### TASK INSTRUCTIONS
Please return all lines from the records below that include the string "vcenters".

### Saved data entries

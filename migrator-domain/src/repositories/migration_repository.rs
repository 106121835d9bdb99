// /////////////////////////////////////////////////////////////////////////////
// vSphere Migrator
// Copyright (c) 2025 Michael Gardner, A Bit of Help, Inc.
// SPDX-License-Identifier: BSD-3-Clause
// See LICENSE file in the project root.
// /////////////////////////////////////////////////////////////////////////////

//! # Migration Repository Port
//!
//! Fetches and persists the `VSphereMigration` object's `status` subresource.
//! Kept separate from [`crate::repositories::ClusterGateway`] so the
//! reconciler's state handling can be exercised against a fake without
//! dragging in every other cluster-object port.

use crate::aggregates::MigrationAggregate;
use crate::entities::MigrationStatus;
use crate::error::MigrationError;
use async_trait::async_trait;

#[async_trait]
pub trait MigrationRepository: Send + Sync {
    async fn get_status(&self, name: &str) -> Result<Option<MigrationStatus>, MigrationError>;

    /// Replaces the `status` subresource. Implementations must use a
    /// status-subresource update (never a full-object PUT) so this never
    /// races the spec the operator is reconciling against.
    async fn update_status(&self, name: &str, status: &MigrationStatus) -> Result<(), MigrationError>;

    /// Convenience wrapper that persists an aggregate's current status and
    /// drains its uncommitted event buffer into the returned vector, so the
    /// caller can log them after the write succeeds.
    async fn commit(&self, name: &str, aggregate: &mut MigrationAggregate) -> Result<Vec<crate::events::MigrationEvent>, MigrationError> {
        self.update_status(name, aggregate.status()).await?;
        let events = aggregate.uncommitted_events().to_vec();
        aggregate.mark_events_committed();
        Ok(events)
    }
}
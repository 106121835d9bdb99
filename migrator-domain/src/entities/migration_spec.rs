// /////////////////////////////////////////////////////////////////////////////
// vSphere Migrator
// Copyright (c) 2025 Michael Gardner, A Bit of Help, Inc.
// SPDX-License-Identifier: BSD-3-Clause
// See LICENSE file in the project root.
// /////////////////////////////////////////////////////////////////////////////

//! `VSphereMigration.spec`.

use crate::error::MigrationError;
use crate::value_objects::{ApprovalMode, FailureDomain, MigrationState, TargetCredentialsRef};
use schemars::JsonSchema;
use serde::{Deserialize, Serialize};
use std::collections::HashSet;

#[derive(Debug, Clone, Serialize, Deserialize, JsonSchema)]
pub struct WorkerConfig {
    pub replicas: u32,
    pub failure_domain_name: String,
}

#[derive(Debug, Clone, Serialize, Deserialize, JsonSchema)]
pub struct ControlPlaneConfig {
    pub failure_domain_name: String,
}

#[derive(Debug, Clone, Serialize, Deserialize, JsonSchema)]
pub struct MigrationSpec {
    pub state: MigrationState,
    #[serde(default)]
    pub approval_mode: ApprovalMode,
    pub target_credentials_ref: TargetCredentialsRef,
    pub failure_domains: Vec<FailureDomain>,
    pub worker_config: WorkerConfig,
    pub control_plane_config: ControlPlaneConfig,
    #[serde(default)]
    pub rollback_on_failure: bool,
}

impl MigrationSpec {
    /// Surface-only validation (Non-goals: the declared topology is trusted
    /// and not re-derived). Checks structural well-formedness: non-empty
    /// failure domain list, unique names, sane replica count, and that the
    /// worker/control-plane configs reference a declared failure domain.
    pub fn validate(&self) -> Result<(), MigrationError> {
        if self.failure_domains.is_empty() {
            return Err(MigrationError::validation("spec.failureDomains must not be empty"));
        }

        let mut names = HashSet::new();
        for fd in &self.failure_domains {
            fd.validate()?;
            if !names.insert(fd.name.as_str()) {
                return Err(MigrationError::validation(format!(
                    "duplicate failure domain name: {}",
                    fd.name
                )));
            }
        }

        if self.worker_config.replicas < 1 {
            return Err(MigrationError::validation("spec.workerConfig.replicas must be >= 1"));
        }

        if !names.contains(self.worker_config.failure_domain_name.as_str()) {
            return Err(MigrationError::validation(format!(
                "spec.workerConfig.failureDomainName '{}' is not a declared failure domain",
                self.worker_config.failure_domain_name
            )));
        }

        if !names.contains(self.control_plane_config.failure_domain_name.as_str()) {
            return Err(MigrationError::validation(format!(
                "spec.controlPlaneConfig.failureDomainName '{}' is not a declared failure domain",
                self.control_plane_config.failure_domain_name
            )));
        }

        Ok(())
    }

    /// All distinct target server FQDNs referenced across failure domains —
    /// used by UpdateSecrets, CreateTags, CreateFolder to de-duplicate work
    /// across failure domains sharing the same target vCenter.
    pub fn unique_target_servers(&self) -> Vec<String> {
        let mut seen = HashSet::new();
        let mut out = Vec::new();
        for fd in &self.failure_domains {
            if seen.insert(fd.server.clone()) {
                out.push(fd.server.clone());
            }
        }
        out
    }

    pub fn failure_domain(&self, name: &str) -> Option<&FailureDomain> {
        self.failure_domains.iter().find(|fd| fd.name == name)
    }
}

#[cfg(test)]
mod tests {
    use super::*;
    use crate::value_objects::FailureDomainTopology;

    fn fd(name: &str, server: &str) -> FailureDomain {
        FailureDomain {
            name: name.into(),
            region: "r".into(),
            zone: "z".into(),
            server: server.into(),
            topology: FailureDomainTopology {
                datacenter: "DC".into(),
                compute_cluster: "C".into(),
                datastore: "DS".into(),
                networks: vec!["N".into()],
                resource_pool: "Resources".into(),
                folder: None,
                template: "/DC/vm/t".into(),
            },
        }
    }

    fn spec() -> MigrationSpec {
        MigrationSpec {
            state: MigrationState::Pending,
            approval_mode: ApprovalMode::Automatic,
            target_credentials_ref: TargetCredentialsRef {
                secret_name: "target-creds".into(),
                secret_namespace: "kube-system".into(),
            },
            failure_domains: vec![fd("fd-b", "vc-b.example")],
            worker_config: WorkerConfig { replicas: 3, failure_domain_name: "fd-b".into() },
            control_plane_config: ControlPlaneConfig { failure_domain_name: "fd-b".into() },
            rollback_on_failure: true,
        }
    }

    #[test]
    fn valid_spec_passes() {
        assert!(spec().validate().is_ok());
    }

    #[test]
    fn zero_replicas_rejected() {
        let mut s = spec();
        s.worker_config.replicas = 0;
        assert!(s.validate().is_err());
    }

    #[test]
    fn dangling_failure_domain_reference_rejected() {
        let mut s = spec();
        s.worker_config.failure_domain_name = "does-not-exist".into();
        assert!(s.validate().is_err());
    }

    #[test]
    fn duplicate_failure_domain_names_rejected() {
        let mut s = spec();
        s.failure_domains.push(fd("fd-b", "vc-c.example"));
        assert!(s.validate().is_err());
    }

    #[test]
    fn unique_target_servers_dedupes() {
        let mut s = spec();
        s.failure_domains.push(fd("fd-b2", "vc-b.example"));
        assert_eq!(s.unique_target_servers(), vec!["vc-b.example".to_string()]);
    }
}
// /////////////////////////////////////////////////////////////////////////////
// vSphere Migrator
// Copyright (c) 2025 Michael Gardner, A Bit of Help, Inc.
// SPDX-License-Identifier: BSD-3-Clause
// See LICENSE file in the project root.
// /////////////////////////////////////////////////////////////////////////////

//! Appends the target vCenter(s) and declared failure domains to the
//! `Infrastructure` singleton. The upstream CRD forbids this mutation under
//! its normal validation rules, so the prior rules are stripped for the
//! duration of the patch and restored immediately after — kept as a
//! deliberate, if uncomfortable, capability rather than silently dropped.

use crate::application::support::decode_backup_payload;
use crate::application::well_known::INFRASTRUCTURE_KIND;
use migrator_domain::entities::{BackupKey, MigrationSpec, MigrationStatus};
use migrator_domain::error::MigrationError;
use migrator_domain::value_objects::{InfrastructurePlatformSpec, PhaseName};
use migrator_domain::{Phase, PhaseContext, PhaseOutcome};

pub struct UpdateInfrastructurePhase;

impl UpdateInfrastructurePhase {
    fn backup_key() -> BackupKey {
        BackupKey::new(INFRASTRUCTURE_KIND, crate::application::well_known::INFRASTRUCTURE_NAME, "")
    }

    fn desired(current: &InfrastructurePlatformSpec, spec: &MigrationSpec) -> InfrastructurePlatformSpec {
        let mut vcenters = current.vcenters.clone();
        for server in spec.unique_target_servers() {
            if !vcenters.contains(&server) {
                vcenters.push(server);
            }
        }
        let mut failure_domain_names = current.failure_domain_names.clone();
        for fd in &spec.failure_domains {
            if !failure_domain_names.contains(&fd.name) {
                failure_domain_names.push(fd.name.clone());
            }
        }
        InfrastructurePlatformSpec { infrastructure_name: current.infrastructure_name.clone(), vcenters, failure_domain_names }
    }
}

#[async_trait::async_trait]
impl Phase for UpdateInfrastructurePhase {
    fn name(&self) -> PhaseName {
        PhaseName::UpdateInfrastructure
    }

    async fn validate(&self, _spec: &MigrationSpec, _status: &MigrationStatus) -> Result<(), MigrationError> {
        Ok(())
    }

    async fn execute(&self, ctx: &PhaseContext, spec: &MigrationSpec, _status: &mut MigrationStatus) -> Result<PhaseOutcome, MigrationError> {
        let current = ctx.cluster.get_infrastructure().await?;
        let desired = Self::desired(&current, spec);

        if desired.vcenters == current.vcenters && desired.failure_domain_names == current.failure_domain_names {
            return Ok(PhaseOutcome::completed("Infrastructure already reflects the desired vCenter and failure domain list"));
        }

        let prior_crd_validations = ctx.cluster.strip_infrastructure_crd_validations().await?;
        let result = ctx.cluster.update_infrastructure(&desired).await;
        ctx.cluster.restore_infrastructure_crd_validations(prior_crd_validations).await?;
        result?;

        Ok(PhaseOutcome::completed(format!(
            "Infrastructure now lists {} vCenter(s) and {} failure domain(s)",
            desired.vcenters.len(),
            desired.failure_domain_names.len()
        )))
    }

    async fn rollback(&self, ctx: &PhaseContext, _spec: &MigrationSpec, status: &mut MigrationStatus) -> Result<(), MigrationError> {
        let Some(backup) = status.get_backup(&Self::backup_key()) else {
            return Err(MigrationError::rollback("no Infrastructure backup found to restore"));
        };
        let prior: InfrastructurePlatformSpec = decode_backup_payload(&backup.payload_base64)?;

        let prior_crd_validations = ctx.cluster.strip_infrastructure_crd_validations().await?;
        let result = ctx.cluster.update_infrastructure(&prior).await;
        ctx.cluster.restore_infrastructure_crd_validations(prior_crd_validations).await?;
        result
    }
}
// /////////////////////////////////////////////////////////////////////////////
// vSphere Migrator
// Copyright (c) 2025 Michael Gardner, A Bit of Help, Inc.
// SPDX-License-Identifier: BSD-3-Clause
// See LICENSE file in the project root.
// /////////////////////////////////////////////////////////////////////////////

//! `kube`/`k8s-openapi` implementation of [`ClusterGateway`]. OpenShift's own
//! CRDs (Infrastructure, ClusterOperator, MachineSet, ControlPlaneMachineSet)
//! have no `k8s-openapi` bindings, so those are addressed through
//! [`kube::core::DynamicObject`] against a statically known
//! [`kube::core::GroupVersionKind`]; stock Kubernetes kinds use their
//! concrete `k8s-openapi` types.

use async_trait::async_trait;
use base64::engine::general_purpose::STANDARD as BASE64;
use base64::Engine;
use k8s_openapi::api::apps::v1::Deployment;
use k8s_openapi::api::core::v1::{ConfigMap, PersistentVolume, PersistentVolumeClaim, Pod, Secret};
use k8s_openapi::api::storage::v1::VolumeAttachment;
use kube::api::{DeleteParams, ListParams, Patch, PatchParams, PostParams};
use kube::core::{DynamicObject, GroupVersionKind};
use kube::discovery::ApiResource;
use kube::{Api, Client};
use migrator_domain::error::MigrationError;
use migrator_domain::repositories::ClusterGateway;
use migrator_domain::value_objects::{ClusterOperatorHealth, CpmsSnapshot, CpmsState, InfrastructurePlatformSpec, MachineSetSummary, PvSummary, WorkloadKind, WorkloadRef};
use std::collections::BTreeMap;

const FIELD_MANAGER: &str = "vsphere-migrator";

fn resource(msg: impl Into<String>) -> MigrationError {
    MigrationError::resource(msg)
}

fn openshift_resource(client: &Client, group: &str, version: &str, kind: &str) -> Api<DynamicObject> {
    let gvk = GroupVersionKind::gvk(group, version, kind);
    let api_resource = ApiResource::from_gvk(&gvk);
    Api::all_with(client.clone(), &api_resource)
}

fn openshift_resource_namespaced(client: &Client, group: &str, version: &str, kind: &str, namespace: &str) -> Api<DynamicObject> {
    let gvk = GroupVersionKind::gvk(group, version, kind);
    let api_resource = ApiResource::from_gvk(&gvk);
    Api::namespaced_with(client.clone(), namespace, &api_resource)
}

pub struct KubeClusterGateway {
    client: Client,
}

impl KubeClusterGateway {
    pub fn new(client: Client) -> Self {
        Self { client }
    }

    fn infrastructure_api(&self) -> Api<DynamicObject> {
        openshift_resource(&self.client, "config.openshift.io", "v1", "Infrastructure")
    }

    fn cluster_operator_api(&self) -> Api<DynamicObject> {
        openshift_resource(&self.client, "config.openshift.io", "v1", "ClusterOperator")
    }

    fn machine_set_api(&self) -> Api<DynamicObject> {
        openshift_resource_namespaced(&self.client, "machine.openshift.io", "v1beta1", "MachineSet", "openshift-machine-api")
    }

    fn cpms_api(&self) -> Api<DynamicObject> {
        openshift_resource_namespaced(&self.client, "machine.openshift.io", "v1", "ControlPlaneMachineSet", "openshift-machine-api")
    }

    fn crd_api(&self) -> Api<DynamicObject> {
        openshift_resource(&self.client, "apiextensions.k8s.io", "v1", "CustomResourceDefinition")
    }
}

### ANSWER SPACE
        let mut vcenters = current.vcenters.clone();
            if !vcenters.contains(&server) {
                vcenters.push(server);
        InfrastructurePlatformSpec { infrastructure_name: current.infrastructure_name.clone(), vcenters, failure_domain_names }
        if desired.vcenters == current.vcenters && desired.failure_domain_names == current.failure_domain_names {
            desired.vcenters.len(),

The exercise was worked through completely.